Two posts in one day? How lucky are you?
Having indulged at least one of my reader’s thirst for adventure (NB – For the purposes of the blog, “Adventure” is defined as any physical activity that takes me outdoors. Danger need not be a part of adventure, nor novelty) I will now proceed to the deadly serious business of politics.
The second (and final) round of presidential elections are on Sunday. The candidate of the “right,” (such as it is here), Nicholas Sarkozy, is still enjoying the lead. Segolene Royal is still trailing.
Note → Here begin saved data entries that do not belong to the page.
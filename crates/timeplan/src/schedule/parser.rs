//! Lecture time-string parsing.
//!
//! Catalog time descriptions are semi-structured text like `"본부516 : 목2,3"`
//! (location, day token, period list), with several placement-free markers
//! and `/`-delimited repetition for courses meeting more than once a week.
//! Parsing never fails: anything the grammar does not cover degrades to an
//! unplaced slot carrying the raw text, since catalog data is externally
//! sourced and a bad row must not block the rest of the application.

use super::period::PeriodTable;
use super::types::{DayOfWeek, ScheduleSlot};
use chrono::Duration;
use regex::Regex;
use tracing::warn;

/// Display label for rows with no time information at all.
const LOC_UNSPECIFIED: &str = "시간 미지정";
/// Display label for times arranged separately outside the grid.
const LOC_ARRANGED: &str = "별도 일정";
/// Display label for fully online lectures.
const LOC_CYBER: &str = "사이버 강의";

/// Marker meaning the meeting time is arranged separately.
const ARRANGED_TOKEN: &str = "별도";
/// Markers meaning the lecture is fully online with no fixed slot.
const CYBER_TOKENS: [&str; 2] = ["사", "비대면"];

/// Parses catalog time descriptions into normalized [`ScheduleSlot`]s.
pub struct ScheduleParser {
    periods: PeriodTable,
    block_re: Regex,
}

impl ScheduleParser {
    /// Creates a parser using the given period-to-clock-time convention.
    pub fn new(periods: PeriodTable) -> Self {
        // Optional "<location> :" prefix, one day token, comma-separated periods.
        let block_re = Regex::new(r"(?:(.+?)\s*:\s*)?([월화수목금토일])([\d,\s]+)")
            .expect("schedule block pattern is valid");
        ScheduleParser { periods, block_re }
    }

    /// The period table this parser was built with.
    pub fn period_table(&self) -> &PeriodTable {
        &self.periods
    }

    /// Parses a single meeting block.
    ///
    /// For multi-block strings (`"본부516 : 목2,3/ 사"`) only the first block
    /// is considered; use [`parse_all`](Self::parse_all) for the full set.
    ///
    /// `hours`, when present and positive, is the declared lecture length and
    /// overrides the end time implied by the period list. Real catalog data
    /// sometimes spans more periods than the listed first/last pair suggests.
    pub fn parse(&self, time_text: &str, hours: Option<u32>) -> ScheduleSlot {
        let trimmed = time_text.trim();

        // Missing data markers as exported by the catalog ("nan" from the
        // upstream spreadsheet dump).
        if trimmed.is_empty() || trimmed == "nan" {
            return ScheduleSlot::unplaced(LOC_UNSPECIFIED);
        }

        if trimmed.contains(ARRANGED_TOKEN) {
            return ScheduleSlot::unplaced(LOC_ARRANGED);
        }

        if CYBER_TOKENS.contains(&trimmed) {
            return ScheduleSlot::unplaced(LOC_CYBER);
        }

        if let Some(slot) = self.parse_structured(trimmed, hours) {
            return slot;
        }

        // Unrecognized format: keep the raw text visible rather than erroring,
        // so a human can still read (and later fix) the placement.
        warn!("Unrecognized lecture time format: {:?}", time_text);
        ScheduleSlot::unplaced(trimmed)
    }

    /// Parses every `/`-delimited meeting block in the string.
    pub fn parse_all(&self, time_text: &str, hours: Option<u32>) -> Vec<ScheduleSlot> {
        let trimmed = time_text.trim();
        if trimmed.is_empty() || trimmed == "nan" {
            return Vec::new();
        }

        trimmed
            .split('/')
            .map(|part| self.parse(part.trim(), hours))
            .collect()
    }

    /// Tries the structured `<location> : <day><periods>` grammar.
    fn parse_structured(&self, text: &str, hours: Option<u32>) -> Option<ScheduleSlot> {
        let caps = self.block_re.captures(text)?;

        let location = caps
            .get(1)
            .map(|m| m.as_str().trim().to_string())
            .filter(|s| !s.is_empty());

        let day_token = caps.get(2)?.as_str().chars().next()?;
        let day = DayOfWeek::from_token(day_token)?;

        let periods: Vec<u32> = caps
            .get(3)?
            .as_str()
            .split(',')
            .filter_map(|p| p.trim().parse().ok())
            .collect();
        let (&first, &last) = (periods.first()?, periods.last()?);

        // Unknown period index falls back to the start of the academic day.
        let start = self
            .periods
            .start_of(first)
            .or_else(|| self.periods.start_of(1))?;

        let end = match hours.filter(|&h| h > 0) {
            Some(h) => start.overflowing_add_signed(Duration::hours(i64::from(h))).0,
            None => self.periods.end_of(last).unwrap_or_else(|| {
                start
                    .overflowing_add_signed(Duration::minutes(i64::from(self.periods.period_minutes)))
                    .0
            }),
        };

        // A declared duration long enough to wrap past midnight cannot be
        // represented on the grid; treat the block as unparseable instead.
        if end <= start {
            return None;
        }

        Some(ScheduleSlot {
            day: Some(day),
            start_time: Some(start),
            end_time: Some(end),
            location,
        })
    }
}

impl Default for ScheduleParser {
    fn default() -> Self {
        Self::new(PeriodTable::default())
    }
}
It reminds me of Canada, somewhat. “Sego” is doing her best to remind the French that Sarko feasts on foie gras stolen from orphans – hell, made from orphans, just like Stephen Harper's foes accuse him of adopting stray kitten solely for the pleasure of putting them in bags to throw into the Rideau Canal. And, as in Canada, people believe it. But they’re voting for him anyway.
Partially, this is because of a well-documented desire for change. The 35-hour work week and other restrictions on companies are insane, and impose a heavy burden on both companies and job seekers. It also forces the ambitious abroad. I am engaging in a language exchange with a guy here who is learning English specifically so he can leave his contract-to-contract existence and get his highly qualified butt to a country where he can get a permanent job and support his wife and three year old daughter. He’s not alone either. Many of the highly educated and congenitally left-leaning folk we know here want a real change and Sarko is the one promising to do it and nevermind rumours of his habit of terrorizing the countryside during the full moon.
So, Sarko is likely to win it, even though a) no one believes he will actually manage to change anything in the face of the unions and street protests and b) he is very effective at making people think he hates immigrants, muslims and the poor.
The kingmaker in this race is François Bayrou, the “centrist” who came in third. Both Sego and Sarko are prostrating themselves in front of his voters. In a fit of pique or principal (it’s so hard to tell) Bayrou has refused to endorse either.
Jean-Marie LePen, the extreme-right Front National candidate that Sarko was so desperately emulating during the first round has, for his part, called on his voters to boycott the vote entirely. He didn’t try to dress this up as anything but pique however – Sarko had “stolen” his program, leading to his worst showing in decades (10 percent) and didn’t deserve to get in at all.
That embarrassing attempt to remain relevant in the second round probably won’t work. Even if all LePen’s voters got the message through whatever communications network cave-dwellers use, Sarkozy still only needs to pick up 30 percent of Bayrou’s vote to win. Sego, according to the math, needs around 80 percent.
My call? None yet. I’ll wait and see what the Internet tells me.
2 comments:
Okay, that was tolerable.
Do politicians DO anything in France? I know they all say "I make longer work week," and "Me give you all jobs" but I'm looking for a Western democracy where the rhetoric is matched with a small bit of intent. My failure so far is the main reason I don't bother with politics: does it actually matter?
No, not as far as I can tell. When they try there's riots. Otherwise, their main activity here seems to be dreaming up national-prestige building projects like libraries that aren't safe to store books in and aircraft carriers that can't leave port.
Keeps them out of real trouble, I guess.